*RECORDS SHOWN*
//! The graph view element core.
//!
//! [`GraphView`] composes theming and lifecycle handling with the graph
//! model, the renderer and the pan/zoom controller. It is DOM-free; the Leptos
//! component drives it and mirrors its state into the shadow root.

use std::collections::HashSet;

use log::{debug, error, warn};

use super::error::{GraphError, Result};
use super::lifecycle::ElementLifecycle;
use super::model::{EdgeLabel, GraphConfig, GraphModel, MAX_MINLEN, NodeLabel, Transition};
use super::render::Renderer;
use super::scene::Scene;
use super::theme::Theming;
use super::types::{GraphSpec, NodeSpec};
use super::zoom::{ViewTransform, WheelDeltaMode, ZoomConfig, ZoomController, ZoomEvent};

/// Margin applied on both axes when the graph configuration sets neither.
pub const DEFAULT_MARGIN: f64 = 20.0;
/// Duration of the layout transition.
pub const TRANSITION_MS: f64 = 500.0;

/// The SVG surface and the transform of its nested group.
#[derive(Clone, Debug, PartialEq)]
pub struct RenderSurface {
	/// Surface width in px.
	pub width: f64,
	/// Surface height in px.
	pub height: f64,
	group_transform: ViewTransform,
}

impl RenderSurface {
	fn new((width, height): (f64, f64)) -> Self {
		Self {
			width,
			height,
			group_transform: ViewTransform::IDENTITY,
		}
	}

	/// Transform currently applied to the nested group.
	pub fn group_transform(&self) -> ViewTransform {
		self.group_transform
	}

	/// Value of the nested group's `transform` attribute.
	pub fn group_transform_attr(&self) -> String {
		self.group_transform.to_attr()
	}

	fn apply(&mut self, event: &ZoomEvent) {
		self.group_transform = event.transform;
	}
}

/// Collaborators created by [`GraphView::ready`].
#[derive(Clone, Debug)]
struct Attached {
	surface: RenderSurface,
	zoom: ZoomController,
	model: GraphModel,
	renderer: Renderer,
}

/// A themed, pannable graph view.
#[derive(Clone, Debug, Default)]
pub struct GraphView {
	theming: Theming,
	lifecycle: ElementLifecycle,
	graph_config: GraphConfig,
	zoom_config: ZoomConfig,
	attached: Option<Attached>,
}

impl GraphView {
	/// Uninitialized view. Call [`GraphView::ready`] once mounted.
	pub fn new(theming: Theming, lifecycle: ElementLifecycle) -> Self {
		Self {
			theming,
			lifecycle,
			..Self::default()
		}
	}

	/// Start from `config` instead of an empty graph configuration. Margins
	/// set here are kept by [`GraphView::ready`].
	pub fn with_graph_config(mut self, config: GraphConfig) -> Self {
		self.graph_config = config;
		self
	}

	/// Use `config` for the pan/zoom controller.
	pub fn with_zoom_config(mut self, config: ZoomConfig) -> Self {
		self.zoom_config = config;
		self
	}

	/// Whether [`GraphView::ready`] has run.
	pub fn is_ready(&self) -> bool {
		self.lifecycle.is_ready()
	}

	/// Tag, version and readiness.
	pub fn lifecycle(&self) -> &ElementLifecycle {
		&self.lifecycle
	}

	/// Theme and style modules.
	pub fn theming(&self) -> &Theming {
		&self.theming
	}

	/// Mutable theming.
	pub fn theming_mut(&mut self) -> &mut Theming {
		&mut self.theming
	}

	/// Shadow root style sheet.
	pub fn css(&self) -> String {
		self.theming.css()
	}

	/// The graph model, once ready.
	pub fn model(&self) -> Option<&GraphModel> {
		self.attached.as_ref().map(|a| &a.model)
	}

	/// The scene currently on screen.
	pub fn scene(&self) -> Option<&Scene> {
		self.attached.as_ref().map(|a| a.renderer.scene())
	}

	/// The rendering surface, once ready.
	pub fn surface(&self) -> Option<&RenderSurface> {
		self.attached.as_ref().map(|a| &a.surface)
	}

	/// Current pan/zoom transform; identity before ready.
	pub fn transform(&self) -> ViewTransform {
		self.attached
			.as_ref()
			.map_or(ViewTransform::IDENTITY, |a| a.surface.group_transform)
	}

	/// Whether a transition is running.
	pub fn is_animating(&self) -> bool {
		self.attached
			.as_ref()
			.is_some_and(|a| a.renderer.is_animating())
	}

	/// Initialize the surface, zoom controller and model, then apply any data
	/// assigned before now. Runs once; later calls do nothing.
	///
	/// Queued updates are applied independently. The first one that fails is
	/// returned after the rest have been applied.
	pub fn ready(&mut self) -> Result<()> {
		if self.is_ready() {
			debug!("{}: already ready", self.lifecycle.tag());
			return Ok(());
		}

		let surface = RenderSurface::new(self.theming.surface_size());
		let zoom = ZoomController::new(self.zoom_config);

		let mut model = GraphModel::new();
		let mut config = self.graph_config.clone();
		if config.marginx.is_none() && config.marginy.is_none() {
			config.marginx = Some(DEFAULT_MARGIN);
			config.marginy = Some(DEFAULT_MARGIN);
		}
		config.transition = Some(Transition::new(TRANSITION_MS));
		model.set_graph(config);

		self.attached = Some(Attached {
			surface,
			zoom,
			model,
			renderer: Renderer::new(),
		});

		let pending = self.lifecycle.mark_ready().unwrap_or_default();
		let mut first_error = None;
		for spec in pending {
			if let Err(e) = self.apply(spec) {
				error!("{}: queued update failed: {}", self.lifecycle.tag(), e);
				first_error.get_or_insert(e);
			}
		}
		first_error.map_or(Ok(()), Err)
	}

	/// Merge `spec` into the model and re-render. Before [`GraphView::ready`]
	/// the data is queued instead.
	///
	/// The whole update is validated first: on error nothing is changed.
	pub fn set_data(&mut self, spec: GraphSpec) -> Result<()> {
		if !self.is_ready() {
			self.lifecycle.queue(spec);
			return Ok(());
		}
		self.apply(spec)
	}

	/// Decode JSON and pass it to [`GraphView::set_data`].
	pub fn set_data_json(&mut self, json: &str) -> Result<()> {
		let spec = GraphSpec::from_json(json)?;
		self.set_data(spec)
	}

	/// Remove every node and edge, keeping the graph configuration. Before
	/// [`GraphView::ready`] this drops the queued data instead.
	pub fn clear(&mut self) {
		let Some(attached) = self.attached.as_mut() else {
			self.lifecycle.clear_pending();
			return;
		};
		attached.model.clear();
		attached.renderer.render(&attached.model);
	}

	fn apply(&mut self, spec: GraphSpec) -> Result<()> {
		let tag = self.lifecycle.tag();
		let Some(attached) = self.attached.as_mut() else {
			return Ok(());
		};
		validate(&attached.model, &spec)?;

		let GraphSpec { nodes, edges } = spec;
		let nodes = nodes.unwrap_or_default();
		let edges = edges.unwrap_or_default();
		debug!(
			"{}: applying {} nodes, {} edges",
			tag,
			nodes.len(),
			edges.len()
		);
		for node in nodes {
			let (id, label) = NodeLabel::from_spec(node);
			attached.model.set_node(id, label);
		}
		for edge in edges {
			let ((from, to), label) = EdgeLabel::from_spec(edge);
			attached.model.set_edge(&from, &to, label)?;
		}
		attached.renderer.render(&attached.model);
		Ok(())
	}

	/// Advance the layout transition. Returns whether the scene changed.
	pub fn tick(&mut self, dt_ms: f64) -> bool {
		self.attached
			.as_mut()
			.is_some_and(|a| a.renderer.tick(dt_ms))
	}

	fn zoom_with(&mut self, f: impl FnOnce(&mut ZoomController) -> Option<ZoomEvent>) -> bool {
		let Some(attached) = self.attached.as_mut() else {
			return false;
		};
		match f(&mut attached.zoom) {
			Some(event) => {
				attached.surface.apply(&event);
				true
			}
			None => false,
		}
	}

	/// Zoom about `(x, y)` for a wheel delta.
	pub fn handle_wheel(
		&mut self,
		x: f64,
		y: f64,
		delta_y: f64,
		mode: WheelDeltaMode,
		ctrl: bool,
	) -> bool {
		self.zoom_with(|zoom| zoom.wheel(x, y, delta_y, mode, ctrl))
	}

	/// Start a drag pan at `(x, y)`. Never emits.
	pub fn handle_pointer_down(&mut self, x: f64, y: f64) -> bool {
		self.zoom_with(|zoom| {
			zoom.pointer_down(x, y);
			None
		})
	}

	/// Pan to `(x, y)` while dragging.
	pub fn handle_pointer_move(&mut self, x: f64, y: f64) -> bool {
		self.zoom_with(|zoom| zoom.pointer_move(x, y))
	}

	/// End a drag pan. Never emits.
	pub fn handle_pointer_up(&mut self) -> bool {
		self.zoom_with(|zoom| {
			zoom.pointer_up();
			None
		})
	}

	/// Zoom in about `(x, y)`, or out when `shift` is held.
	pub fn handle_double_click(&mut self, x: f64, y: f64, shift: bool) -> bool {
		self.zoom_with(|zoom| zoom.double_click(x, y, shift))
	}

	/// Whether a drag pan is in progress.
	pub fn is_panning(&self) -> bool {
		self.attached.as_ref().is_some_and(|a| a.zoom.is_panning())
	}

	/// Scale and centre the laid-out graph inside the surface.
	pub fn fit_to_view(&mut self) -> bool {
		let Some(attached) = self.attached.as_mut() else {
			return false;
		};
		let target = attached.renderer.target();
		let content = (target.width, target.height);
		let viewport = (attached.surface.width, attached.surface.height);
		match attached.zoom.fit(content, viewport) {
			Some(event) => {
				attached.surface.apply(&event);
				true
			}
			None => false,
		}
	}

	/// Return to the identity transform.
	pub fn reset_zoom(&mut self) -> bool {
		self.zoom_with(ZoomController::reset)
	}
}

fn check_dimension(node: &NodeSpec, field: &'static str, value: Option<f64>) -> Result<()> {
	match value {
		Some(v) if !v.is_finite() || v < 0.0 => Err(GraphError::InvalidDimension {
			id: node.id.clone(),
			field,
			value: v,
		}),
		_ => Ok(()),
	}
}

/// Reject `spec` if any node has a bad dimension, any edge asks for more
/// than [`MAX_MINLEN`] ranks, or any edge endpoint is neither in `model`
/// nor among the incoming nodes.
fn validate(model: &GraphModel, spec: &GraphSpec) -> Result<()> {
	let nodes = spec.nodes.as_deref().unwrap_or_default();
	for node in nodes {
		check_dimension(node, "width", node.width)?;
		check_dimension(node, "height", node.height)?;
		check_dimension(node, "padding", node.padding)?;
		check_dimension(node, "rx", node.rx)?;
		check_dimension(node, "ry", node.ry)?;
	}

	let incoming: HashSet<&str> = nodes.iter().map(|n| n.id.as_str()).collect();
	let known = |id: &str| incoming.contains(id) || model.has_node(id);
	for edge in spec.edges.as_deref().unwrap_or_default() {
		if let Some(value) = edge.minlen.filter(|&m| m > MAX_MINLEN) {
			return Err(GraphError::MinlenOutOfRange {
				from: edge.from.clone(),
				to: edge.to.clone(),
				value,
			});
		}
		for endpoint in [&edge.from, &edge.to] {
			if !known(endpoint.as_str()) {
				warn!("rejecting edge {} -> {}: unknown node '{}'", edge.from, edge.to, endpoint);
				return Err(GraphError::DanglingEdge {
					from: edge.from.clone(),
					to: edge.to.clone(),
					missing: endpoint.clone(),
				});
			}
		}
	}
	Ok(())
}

*DIRECTIONS*
Among the lines above, return those that hold the word "style".

*RESPONSE FOR THIS EXERCISE*
	/// Theme and style modules.
	/// Shadow root style sheet.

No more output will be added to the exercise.